478 | To Henry Seymour Conway

    Boston June 29. 1766.


    I had the honor to receive your letter of Mar 31 on the 31st of May,1 3 days after the Assembly was met at the usual time. I have been Very desirous that, at the time that I acknowledged this receipt, I should also inform you that the Assembly had complied with his Majesty’s recommendation to indemnify the Sufferers. But I am sorry to say that after having waited a month for this purpose & during that time having used all means in my power to prevail on them to give this proof of their gratitude & Duty, I was obliged last Evning to dismiss them without their having done Any thing towards indemnifying the Sufferers, & without the least assurance that they intended ever to do it. I shall with the first Opportunity give your Honor an exact detail of this whole affair, setting it in one View & in a true light. At present I write only for a ship which is to sail tomorrow, and am obliged to be short in what I have to write to day.2

    I am extremely obliged to your Honor for your favorable signification of his Majesty’s approbation of my Services in terms so far exceeding my desert. The steady & constant Exercise of my best Abilities is due to his Majesty’s Service; & I hope I shall never be wanting in making that return for his Majesty’s gracious acceptance of my endeavours to do my duty in the station He has been pleased to place me.

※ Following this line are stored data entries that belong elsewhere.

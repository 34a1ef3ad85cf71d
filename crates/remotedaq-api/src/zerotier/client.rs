// ZeroTier Central HTTP client
//
// Wraps `reqwest::Client` with network-scoped URL construction and bearer
// authentication. The token is passed per call rather than baked into
// default headers, because settings can change while a client is alive.

use std::time::Duration;

use secrecy::{ExposeSecret, SecretString};
use serde::de::DeserializeOwned;
use tracing::debug;
use url::Url;

use crate::error::Error;
use crate::transport::TransportConfig;
use crate::zerotier::models::Member;

const SERVICE: &str = "ZeroTier Central";

/// Raw HTTP client for the ZeroTier Central API.
pub struct ZeroTierClient {
    http: reqwest::Client,
    base_url: Url,
    /// Reported in [`Error::Timeout`]; must match the client's own timeout.
    timeout: Duration,
}

impl ZeroTierClient {
    /// Public ZeroTier Central API root.
    pub const DEFAULT_BASE_URL: &'static str = "https://api.zerotier.com/api/v1/";

    /// Create a new client from a `TransportConfig`.
    ///
    /// The `base_url` is the API root (e.g. `https://api.zerotier.com/api/v1/`).
    pub fn new(base_url: Url, transport: &TransportConfig) -> Result<Self, Error> {
        let http = transport.build_client()?;
        Ok(Self::with_client(http, base_url, transport.timeout))
    }

    /// Create a client with a pre-built `reqwest::Client` whose request
    /// timeout is `timeout`.
    pub fn with_client(http: reqwest::Client, base_url: Url, timeout: Duration) -> Self {
        Self {
            http,
            base_url: ensure_trailing_slash(base_url),
            timeout,
        }
    }

    /// The API root URL.
    pub fn base_url(&self) -> &Url {
        &self.base_url
    }

    // ── URL builders ─────────────────────────────────────────────────

    /// Build a network-scoped URL: `{base}network/{network_id}/{path}`
    pub(crate) fn network_url(&self, network_id: &str, path: &str) -> Result<Url, Error> {
        Ok(self.base_url.join(&format!("network/{network_id}/{path}"))?)
    }

    // ── Endpoints ────────────────────────────────────────────────────

    /// List every member of a network, in upstream order.
    ///
    /// `GET /network/{network_id}/member`
    pub async fn list_members(
        &self,
        network_id: &str,
        token: &SecretString,
    ) -> Result<Vec<Member>, Error> {
        let url = self.network_url(network_id, "member")?;
        debug!(network_id, "listing network members");
        self.get(url, token).await
    }

    // ── Request helpers ──────────────────────────────────────────────

    async fn get<T: DeserializeOwned>(&self, url: Url, token: &SecretString) -> Result<T, Error> {
        debug!("GET {}", url);

        let resp = self
            .http
            .get(url)
            .bearer_auth(token.expose_secret())
            .send()
            .await
            .map_err(|e| self.transport_error(e))?;

        let status = resp.status();
        if status == reqwest::StatusCode::UNAUTHORIZED || status == reqwest::StatusCode::FORBIDDEN {
            return Err(Error::Unauthorized {
                service: SERVICE,
                status: status.as_u16(),
            });
        }

        let body = resp.text().await.map_err(|e| self.transport_error(e))?;

        if !status.is_success() {
            return Err(Error::Http {
                status: status.as_u16(),
                message: body,
            });
        }

        serde_json::from_str(&body).map_err(|e| Error::Deserialization {
            message: e.to_string(),
            body,
        })
    }

    fn transport_error(&self, err: reqwest::Error) -> Error {
        if err.is_timeout() {
            Error::Timeout {
                timeout_secs: whole_secs(self.timeout),
            }
        } else {
            Error::Transport(err)
        }
    }
}

/// Seconds, rounded up so a sub-second timeout never reads as `0s`.
fn whole_secs(d: Duration) -> u64 {
    d.as_secs() + u64::from(d.subsec_nanos() > 0)
}

fn ensure_trailing_slash(mut url: Url) -> Url {
    if !url.path().ends_with('/') {
        let path = format!("{}/", url.path());
        url.set_path(&path);
    }
    url
}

Besides my honorable distinction I have received from your favor, Many private testimonials of the use my letters have been made of, on the behalf of the Province have arrived here; sevral of which have been published in the News papers.3 And tho’ they have had great weight with the Merchants & principal Gentlemen of the Province, yet they have no visible effect upon the House of Representatives. And indeed when people are worked up to a general Opposition to Government, the Merit of the Governors is more apt to increase their fury than abate it.

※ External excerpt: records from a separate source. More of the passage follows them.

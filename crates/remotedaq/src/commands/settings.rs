//! Network settings handlers.

use dialoguer::{Input, Password};
use secrecy::ExposeSecret;
use serde::Serialize;

use remotedaq_core::Settings;

use crate::cli::{GlobalOpts, SettingsArgs, SettingsCommand};
use crate::config::{self, Config, SettingsStore};
use crate::error::CliError;
use crate::output;

use super::util::{mask_secret, prompt_err};

/// Settings as shown to the user; the token is masked unless revealed.
#[derive(Serialize)]
struct SettingsView {
    path: String,
    auth_token: String,
    network_id: String,
    complete: bool,
}

impl SettingsView {
    fn new(store: &SettingsStore, settings: &Settings, reveal: bool) -> Self {
        let token = settings.auth_token.expose_secret();
        Self {
            path: store.path().display().to_string(),
            auth_token: if reveal {
                token.to_owned()
            } else {
                mask_secret(token)
            },
            network_id: settings.network_id.clone(),
            complete: settings.is_complete(),
        }
    }
}

fn detail(v: &SettingsView) -> String {
    let or_unset = |s: &str| {
        if s.is_empty() {
            "(unset)".to_owned()
        } else {
            s.to_owned()
        }
    };
    [
        format!("Settings:   {}", v.path),
        format!("Token:      {}", or_unset(&v.auth_token)),
        format!("Network ID: {}", or_unset(&v.network_id)),
    ]
    .join("\n")
}

fn saved(store: &SettingsStore, global: &GlobalOpts) {
    if !global.quiet {
        eprintln!("Settings saved to {}", store.path().display());
    }
}

// ── Handler ─────────────────────────────────────────────────────────

pub fn handle(args: SettingsArgs, global: &GlobalOpts, cfg: &Config) -> Result<(), CliError> {
    let store = config::settings_store(global, cfg);

    match args.command {
        SettingsCommand::Show { reveal } => {
            let view = SettingsView::new(&store, &store.load(), reveal);
            let out = output::render_single(&global.output, &view, detail, |v| {
                v.network_id.clone()
            });
            output::print_output(&out, global.quiet);
            Ok(())
        }

        SettingsCommand::Set { token, network } => {
            if token.is_none() && network.is_none() {
                return Err(CliError::Validation {
                    field: "settings".into(),
                    reason: "pass --token and/or --network".into(),
                });
            }
            let current = store.load();
            let updated = Settings::new(
                token.unwrap_or_else(|| current.auth_token.expose_secret().to_owned()),
                network.unwrap_or(current.network_id),
            );
            store.save(&updated)?;
            saved(&store, global);
            Ok(())
        }

        SettingsCommand::Init => {
            let current = store.load();
            eprintln!("RemoteDAQ network settings");
            eprintln!("   Settings path: {}\n", store.path().display());

            let token = Password::new()
                .with_prompt("ZeroTier API token")
                .allow_empty_password(!current.auth_token.expose_secret().is_empty())
                .interact()
                .map_err(prompt_err)?;
            let token = if token.is_empty() {
                current.auth_token.expose_secret().to_owned()
            } else {
                token
            };

            let network: String = Input::new()
                .with_prompt("ZeroTier network ID")
                .with_initial_text(current.network_id.clone())
                .interact_text()
                .map_err(prompt_err)?;

            store.save(&Settings::new(token, network.trim()))?;
            saved(&store, global);
            Ok(())
        }

        SettingsCommand::Path => {
            println!("{}", store.path().display());
            Ok(())
        }
    }
}
// ── Directory node ──

use std::net::IpAddr;

use chrono::{DateTime, Utc};
use serde::{Deserialize, Serialize};
use url::Url;

/// A DAQ node as seen through the network directory.
///
/// Read-only to the rest of the system and rebuilt wholesale on every
/// directory refresh.
#[derive(Debug, Clone, PartialEq, Eq, Serialize, Deserialize)]
pub struct NodeRecord {
    pub id: String,
    pub name: String,
    /// First managed address assigned on the network, if any.
    pub ip_address: Option<String>,
    pub authorized: bool,
    pub online: bool,
    #[serde(default, skip_serializing_if = "Option::is_none")]
    pub description: Option<String>,
    #[serde(default, skip_serializing_if = "Option::is_none")]
    pub physical_address: Option<String>,
    #[serde(default, skip_serializing_if = "Option::is_none")]
    pub last_online: Option<DateTime<Utc>>,
}

impl NodeRecord {
    /// Name to show for the node, falling back to its id.
    pub fn display_name(&self) -> &str {
        if self.name.is_empty() {
            &self.id
        } else {
            &self.name
        }
    }

    /// Base URL of the node's HTTP server on `port`.
    ///
    /// `None` when the node has no assigned address.
    pub fn endpoint(&self, port: u16) -> Option<Url> {
        let host = self.ip_address.as_deref()?;
        endpoint_for_host(host, port)
    }

    /// Whether `identifier` names this node by id, name, or address.
    pub fn matches(&self, identifier: &str) -> bool {
        self.id.eq_ignore_ascii_case(identifier)
            || (!self.name.is_empty() && self.name == identifier)
            || self.ip_address.as_deref() == Some(identifier)
    }

    /// Identity used for list-level change detection.
    pub(crate) fn address_key(&self) -> (&str, Option<&str>) {
        (&self.id, self.ip_address.as_deref())
    }
}

/// Build `http://{host}:{port}/`, bracketing IPv6 literals.
pub(crate) fn endpoint_for_host(host: &str, port: u16) -> Option<Url> {
    let authority = match host.parse::<IpAddr>() {
        Ok(IpAddr::V6(v6)) => format!("[{v6}]:{port}"),
        Ok(IpAddr::V4(v4)) => format!("{v4}:{port}"),
        Err(_) => format!("{host}:{port}"),
    };
    Url::parse(&format!("http://{authority}/")).ok()
}

/// Which directory members to keep.
#[derive(Debug, Clone, Copy, Default, PartialEq, Eq, Serialize, Deserialize)]
#[serde(rename_all = "lowercase")]
pub enum NodeFilter {
    /// Every member except the local node.
    All,
    /// Online members only.
    #[default]
    Online,
}

impl NodeFilter {
    pub fn keep(self, node: &NodeRecord) -> bool {
        match self {
            Self::All => true,
            Self::Online => node.online,
        }
    }
}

    I have occasion to apologise for the liberty taken in printing your letter:4 The former Letter which I laid before the Assembly last Winter was printed by their order without my Consent; & indeed without my forbidding it, as I thought it could but be of good Service.5 The present letter6 I was persuaded would also be printed by order of the House: and as I thought it would be of great service to publish it together with my Speech, & I could not see a Single word in it, but what must be universally approved of, I consented to the printing it. I have since found that the House has not printed it in the Votes;7 which upon a little reflexion, I was not surprised at, as there cannot be a more severe censure of their conduct, than an application of your Honor’s kind & benevolent Letter.

    I shall, with all possible expedition, give a full & particular Account of the proceedings of this Session, in which there have been other transactions obnoxious to Government, as well as that of the requisition. I have made as good a defence as I could by a free Use of all the powers I have, which now are allmost reduced to negatives only: Nevertheless I could not help the passing of some things very injurious to Government. I have no better expectation now, than I have formerly expressed, of the Authority of this Government being restored to its former force: Sudden changes in the Humours of the people are not uncommon; but there is no Appearance of one at present.

    I am, with great respect & gratitude, Sr Your Honor’s most obedient & most humble Servant

    Fra Bernard

    The Right Honble H. S. Conway Esqr.

    ALS, RC      CO 5/755, ff 531-534.